• [THE TASK]
Begin at the line bearing "canonical seeded order.". Transcribe it and all subsequent lines of the material below exactly, and nothing more.

|---|

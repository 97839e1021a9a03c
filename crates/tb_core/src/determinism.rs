//! Determinism utilities: stable total orders for seeding.
//!
//! I/O-free. Seeded entry order is **always** `(seed, id)` with a missing seed
//! ranking after every present one, so the result never depends on the order
//! the caller listed participants in.

use core::cmp::Ordering;

use crate::entities::Participant;
use crate::ids::ParticipantId;

/* -------------------------------------------------------------------------- */
/*                               Stable Ordering                              */
/* -------------------------------------------------------------------------- */

/// Provide a **total**, stable order for values that must sort canonically.
pub trait StableOrd {
    fn stable_cmp(&self, other: &Self) -> Ordering;
}

impl StableOrd for ParticipantId {
    #[inline]
    fn stable_cmp(&self, other: &Self) -> Ordering {
        self.as_str().cmp(other.as_str())
    }
}

impl StableOrd for Participant {
    /// Canonical seeded order is `(seed ascending, missing last, id)`.
    #[inline]
    fn stable_cmp(&self, other: &Self) -> Ordering {
        cmp_seed(self.seed, other.seed).then_with(|| self.id.stable_cmp(&other.id))
    }
}

/// Compare optional seeds with `None` treated as +infinity.
/// Present seeds use the IEEE total order, so the result is always total.
#[inline]
pub fn cmp_seed(a: Option<f64>, b: Option<f64>) -> Ordering {
    match (a, b) {
        (Some(x), Some(y)) => x.total_cmp(&y),
        (Some(_), None) => Ordering::Less,
        (None, Some(_)) => Ordering::Greater,
        (None, None) => Ordering::Equal,
    }
}

/* -------------------------------------------------------------------------- */
/*                            Canonical sort helpers                           */
/* -------------------------------------------------------------------------- */

/// Sort participants **in place** into canonical seeded order.
#[inline]
pub fn sort_participants_seeded(xs: &mut [Participant]) {
    xs.sort_by(|a, b| a.stable_cmp(b));
}

/* ---------------------------------- Tests --------------------------------- */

|---|

• [PROBLEM SOLUTION]
/// Sort participants **in place** into canonical seeded order.
#[inline]
pub fn sort_participants_seeded(xs: &mut [Participant]) {
    xs.sort_by(|a, b| a.stable_cmp(b));
}

/* ---------------------------------- Tests --------------------------------- */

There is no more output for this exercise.